What lines in the records below include the word "chrono"? Return each one.
EXCERPTED DATA Block Start
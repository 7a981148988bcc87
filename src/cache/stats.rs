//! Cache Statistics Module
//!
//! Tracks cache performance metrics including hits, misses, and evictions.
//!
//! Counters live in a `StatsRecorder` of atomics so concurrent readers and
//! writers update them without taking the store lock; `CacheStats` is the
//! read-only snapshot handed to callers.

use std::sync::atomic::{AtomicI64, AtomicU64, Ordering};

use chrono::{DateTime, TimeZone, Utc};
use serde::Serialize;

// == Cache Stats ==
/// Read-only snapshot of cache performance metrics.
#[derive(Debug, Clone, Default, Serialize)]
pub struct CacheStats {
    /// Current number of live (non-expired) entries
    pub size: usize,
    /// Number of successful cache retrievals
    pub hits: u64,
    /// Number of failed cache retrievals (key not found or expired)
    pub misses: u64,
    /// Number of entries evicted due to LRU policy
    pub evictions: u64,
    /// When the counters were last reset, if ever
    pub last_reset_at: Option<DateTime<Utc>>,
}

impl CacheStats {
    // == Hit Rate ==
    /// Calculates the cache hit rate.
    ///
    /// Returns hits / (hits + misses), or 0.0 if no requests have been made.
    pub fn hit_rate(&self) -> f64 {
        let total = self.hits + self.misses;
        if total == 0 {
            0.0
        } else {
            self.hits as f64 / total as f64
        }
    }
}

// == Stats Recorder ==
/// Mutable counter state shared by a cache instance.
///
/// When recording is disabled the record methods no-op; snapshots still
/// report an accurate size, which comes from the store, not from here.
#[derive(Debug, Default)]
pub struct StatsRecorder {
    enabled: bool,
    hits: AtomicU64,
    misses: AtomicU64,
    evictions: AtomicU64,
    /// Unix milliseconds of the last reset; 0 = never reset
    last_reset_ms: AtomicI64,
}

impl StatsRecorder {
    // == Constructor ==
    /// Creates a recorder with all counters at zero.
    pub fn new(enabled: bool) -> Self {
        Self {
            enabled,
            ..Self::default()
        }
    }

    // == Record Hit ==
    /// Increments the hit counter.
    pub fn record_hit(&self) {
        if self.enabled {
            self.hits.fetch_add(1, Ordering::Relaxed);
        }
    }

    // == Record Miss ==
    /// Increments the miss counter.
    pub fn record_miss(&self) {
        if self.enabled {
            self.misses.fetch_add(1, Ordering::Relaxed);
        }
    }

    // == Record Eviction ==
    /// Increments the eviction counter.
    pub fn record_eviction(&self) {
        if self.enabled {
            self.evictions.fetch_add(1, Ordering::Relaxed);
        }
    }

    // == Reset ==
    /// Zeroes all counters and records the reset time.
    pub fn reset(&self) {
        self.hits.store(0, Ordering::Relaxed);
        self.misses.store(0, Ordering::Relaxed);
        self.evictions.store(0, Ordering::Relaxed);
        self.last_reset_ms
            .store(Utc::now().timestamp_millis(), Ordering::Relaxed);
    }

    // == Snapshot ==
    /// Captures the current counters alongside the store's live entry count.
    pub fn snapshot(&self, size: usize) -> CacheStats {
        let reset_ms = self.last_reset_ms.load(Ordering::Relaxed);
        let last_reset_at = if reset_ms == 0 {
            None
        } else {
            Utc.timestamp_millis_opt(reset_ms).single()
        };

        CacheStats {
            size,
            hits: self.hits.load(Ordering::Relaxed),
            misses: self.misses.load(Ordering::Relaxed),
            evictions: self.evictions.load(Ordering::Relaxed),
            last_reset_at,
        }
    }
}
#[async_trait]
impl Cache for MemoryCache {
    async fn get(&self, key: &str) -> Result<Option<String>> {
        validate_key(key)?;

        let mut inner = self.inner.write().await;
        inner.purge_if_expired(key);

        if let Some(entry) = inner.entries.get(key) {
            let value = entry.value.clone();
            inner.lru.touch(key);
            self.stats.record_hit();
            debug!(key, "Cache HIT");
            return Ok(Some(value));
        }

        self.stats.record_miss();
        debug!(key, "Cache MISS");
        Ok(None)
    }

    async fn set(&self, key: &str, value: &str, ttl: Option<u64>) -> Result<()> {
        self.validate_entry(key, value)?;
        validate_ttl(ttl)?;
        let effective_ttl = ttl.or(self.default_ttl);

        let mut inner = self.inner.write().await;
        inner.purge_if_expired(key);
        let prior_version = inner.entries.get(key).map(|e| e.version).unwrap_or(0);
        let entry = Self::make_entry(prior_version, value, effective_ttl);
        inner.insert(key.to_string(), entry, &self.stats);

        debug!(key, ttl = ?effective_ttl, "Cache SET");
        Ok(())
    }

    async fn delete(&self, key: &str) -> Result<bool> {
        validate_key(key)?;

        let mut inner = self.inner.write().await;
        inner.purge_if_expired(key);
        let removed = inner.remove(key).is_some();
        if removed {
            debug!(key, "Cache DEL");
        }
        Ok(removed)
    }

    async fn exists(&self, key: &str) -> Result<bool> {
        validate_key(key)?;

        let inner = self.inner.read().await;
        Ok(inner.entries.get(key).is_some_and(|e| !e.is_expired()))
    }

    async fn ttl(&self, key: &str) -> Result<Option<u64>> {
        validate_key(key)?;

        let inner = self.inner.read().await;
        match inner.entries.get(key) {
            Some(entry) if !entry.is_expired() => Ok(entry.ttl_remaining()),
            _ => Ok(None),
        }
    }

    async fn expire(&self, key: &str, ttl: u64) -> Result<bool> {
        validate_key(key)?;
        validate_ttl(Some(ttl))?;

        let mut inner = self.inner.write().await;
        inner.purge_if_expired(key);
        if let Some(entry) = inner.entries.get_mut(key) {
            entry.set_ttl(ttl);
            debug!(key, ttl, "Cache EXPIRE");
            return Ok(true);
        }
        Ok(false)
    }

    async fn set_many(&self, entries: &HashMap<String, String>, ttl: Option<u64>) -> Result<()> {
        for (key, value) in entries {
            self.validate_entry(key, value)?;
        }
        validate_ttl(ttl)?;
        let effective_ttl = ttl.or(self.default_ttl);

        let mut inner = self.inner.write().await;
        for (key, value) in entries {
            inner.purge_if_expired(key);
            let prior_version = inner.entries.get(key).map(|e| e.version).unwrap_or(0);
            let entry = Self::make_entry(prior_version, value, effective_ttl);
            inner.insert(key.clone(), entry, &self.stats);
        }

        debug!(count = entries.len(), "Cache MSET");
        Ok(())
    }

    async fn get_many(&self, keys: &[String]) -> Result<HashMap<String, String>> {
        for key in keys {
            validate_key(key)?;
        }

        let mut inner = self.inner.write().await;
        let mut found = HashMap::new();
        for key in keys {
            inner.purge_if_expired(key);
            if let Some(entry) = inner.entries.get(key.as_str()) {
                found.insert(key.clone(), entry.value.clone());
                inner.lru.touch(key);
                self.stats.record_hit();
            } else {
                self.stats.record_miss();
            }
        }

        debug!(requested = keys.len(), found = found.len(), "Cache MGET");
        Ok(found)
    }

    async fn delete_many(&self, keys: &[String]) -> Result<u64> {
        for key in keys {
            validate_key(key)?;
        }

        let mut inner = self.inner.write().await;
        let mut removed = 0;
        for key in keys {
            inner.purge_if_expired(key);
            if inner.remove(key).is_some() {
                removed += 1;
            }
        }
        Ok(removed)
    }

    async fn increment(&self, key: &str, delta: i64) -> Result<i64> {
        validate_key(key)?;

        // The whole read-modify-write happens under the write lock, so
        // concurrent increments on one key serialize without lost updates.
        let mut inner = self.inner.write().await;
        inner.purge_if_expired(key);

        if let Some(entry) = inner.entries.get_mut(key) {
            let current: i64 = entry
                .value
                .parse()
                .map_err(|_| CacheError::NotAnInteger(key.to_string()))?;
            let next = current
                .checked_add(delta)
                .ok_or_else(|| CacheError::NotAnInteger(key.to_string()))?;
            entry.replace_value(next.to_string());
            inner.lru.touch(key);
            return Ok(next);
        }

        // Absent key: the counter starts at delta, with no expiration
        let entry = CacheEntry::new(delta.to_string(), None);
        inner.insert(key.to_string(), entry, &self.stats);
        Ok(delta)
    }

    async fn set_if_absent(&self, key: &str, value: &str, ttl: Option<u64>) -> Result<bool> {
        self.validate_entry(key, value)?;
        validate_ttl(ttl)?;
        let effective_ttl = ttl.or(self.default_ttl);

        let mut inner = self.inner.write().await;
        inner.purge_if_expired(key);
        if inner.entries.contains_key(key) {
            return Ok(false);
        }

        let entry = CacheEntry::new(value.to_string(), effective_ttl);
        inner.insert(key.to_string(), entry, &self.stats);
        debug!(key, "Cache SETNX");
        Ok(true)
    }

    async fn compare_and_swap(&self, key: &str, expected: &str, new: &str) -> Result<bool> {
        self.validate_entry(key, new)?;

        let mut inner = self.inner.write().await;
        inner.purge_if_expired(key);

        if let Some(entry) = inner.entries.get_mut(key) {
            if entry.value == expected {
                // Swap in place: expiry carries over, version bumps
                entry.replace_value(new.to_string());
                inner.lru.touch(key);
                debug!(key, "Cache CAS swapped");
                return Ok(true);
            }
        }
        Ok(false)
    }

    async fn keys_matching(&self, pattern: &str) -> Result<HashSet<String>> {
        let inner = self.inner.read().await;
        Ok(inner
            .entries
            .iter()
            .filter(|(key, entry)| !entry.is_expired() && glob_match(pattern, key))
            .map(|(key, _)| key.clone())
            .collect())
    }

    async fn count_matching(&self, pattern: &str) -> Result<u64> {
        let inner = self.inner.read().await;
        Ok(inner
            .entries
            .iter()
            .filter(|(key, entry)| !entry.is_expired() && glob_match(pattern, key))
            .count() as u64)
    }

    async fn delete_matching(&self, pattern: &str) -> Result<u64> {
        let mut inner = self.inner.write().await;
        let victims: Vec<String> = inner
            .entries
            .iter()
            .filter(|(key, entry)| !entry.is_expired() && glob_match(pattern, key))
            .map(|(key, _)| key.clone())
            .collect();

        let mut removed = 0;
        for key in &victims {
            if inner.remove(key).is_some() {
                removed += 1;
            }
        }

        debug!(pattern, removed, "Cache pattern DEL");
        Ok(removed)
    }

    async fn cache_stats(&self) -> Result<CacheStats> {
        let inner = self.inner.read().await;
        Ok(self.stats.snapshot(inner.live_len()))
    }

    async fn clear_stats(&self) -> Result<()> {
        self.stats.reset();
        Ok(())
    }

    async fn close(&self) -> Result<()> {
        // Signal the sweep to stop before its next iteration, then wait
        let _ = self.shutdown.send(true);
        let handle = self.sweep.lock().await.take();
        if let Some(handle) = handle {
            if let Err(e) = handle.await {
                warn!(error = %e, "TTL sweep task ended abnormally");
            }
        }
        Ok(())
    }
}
EXCERPTED DATA Block End
EXCERPTED DATA Block Start
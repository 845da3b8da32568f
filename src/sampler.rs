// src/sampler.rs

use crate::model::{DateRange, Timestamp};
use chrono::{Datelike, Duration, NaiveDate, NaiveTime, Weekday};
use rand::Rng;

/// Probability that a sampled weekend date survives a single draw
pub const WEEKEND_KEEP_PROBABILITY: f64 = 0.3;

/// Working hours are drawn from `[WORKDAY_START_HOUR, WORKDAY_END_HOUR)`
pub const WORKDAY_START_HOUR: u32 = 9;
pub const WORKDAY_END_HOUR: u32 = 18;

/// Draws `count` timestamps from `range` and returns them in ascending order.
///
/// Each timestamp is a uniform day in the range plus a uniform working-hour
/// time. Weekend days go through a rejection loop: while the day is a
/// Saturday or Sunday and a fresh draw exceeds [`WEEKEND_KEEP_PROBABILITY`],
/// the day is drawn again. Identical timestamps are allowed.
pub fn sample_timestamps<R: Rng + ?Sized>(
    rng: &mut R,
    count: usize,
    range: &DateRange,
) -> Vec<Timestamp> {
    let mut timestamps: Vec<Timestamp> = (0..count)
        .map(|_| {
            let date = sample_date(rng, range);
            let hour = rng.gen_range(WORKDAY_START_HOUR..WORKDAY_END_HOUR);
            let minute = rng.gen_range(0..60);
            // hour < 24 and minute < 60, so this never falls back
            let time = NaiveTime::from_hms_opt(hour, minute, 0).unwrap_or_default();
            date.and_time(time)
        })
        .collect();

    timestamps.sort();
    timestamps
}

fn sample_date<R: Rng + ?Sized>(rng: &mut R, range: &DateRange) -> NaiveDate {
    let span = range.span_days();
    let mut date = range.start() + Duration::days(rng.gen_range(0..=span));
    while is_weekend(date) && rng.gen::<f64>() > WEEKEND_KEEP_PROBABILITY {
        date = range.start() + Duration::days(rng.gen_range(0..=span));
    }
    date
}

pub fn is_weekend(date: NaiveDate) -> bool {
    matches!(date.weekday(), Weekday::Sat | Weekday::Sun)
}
EXCERPTED DATA Block End
EXCERPTED DATA Block Start
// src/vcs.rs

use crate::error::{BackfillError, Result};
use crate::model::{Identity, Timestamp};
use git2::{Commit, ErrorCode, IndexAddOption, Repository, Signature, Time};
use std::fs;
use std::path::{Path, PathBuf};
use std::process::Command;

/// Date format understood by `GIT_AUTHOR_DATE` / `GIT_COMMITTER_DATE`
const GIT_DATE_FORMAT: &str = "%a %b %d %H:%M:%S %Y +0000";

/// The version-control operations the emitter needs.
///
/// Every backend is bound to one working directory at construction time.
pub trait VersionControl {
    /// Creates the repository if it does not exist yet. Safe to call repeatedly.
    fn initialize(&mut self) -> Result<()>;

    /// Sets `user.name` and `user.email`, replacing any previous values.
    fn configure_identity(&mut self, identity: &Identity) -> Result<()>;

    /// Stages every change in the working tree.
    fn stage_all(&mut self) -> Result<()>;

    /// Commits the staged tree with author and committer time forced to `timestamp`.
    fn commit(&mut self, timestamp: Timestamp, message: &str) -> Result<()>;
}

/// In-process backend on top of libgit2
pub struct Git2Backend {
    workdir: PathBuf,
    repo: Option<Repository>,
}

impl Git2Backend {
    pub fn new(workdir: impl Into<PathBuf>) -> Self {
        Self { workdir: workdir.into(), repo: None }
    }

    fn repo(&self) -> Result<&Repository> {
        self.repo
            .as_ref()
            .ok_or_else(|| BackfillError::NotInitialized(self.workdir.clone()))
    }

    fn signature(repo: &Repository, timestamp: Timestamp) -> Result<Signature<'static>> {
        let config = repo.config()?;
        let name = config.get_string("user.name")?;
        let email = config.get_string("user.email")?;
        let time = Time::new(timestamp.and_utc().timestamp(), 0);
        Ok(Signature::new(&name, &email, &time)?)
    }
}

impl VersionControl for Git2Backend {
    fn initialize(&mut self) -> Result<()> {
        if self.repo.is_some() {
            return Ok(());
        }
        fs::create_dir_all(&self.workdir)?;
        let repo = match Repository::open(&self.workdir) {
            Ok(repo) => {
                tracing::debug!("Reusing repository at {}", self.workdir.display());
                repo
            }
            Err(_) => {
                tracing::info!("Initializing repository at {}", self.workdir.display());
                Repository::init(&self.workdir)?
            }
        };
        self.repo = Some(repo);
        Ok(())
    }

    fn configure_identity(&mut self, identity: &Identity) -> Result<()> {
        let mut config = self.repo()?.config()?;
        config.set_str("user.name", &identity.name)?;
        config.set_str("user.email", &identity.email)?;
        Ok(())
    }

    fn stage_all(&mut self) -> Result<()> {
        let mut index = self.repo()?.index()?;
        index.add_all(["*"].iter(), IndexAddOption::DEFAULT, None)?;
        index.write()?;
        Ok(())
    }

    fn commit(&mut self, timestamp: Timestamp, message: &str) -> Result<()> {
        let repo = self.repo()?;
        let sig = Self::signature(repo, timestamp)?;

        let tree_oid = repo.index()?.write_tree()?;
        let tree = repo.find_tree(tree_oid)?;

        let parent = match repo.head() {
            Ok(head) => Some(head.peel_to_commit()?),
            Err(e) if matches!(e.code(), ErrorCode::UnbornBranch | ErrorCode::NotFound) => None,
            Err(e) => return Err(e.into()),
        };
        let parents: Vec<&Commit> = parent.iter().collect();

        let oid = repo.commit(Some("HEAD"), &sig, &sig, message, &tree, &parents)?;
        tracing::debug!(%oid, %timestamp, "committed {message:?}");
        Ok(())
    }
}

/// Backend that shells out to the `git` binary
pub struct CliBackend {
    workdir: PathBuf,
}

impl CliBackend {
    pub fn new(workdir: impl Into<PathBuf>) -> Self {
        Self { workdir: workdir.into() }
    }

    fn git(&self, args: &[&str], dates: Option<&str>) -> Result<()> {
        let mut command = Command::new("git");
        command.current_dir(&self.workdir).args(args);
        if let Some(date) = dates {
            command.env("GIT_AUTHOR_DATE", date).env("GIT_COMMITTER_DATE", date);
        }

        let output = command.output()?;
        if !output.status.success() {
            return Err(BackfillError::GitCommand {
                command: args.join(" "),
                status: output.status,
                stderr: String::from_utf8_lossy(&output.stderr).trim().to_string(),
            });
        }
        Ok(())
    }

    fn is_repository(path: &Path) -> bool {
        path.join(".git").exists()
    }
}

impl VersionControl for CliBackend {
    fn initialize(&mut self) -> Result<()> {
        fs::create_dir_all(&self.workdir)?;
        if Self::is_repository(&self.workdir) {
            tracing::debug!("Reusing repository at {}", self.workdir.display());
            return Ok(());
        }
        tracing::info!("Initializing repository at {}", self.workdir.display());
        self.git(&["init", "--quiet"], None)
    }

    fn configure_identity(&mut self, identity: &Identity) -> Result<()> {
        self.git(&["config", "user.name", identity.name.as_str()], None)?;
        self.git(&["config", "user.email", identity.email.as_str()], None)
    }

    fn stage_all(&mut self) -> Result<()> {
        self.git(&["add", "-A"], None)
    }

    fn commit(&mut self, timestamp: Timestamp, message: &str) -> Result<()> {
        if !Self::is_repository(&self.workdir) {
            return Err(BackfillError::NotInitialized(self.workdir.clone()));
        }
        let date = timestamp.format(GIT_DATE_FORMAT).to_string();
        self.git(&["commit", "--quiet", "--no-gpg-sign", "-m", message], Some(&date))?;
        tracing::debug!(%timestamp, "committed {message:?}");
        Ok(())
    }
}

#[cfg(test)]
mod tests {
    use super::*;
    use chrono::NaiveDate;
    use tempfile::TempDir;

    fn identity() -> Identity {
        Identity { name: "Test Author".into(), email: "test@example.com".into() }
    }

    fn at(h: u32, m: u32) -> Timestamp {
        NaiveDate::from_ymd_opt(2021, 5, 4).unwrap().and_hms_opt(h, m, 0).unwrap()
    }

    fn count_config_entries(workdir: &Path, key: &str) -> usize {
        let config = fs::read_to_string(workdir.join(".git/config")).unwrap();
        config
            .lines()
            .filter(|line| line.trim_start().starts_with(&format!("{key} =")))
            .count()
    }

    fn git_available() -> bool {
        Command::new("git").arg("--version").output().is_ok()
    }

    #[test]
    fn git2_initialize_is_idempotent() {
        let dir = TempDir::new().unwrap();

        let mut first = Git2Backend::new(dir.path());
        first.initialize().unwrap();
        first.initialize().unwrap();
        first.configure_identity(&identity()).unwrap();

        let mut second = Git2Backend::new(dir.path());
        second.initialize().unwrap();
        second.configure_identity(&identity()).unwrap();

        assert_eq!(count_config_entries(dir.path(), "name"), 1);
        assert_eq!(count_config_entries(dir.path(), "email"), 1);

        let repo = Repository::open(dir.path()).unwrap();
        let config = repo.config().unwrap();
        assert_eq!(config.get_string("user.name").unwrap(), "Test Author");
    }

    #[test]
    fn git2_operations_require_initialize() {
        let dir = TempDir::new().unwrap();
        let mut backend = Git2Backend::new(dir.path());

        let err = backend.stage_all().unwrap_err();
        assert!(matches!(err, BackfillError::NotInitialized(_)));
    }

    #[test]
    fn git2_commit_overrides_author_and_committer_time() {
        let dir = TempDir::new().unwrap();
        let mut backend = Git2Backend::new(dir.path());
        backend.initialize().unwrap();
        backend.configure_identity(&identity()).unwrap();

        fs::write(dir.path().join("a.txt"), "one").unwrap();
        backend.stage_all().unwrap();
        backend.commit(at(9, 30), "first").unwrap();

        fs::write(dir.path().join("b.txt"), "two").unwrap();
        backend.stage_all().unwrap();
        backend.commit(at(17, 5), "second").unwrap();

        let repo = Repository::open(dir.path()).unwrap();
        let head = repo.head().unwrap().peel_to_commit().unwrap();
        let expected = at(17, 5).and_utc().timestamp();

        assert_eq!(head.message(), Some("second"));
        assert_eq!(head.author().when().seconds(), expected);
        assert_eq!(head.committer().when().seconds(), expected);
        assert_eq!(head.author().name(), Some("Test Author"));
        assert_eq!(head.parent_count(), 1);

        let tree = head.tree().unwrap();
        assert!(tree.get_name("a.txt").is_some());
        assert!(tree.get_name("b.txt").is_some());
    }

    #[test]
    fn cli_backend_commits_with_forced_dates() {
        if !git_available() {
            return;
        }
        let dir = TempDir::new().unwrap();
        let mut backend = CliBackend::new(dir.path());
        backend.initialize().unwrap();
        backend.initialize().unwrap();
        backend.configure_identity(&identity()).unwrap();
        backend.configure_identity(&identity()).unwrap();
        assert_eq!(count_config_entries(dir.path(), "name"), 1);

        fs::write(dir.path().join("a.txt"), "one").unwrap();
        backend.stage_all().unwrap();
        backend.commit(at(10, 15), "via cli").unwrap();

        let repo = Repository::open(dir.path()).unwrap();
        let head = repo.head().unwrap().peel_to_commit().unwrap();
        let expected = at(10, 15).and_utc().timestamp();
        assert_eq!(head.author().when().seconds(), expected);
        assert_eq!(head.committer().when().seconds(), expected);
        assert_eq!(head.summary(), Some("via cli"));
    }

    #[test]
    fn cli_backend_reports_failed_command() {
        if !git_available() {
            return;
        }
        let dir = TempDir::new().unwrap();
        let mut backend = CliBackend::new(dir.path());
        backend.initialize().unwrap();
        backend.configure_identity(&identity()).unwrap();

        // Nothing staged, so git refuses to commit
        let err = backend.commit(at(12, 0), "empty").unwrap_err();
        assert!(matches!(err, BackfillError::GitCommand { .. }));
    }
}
EXCERPTED DATA Block End
» **YOUR SOLUTION**
use chrono::{DateTime, TimeZone, Utc};
use chrono::{Datelike, Duration, NaiveDate, NaiveTime, Weekday};
    use chrono::NaiveDate;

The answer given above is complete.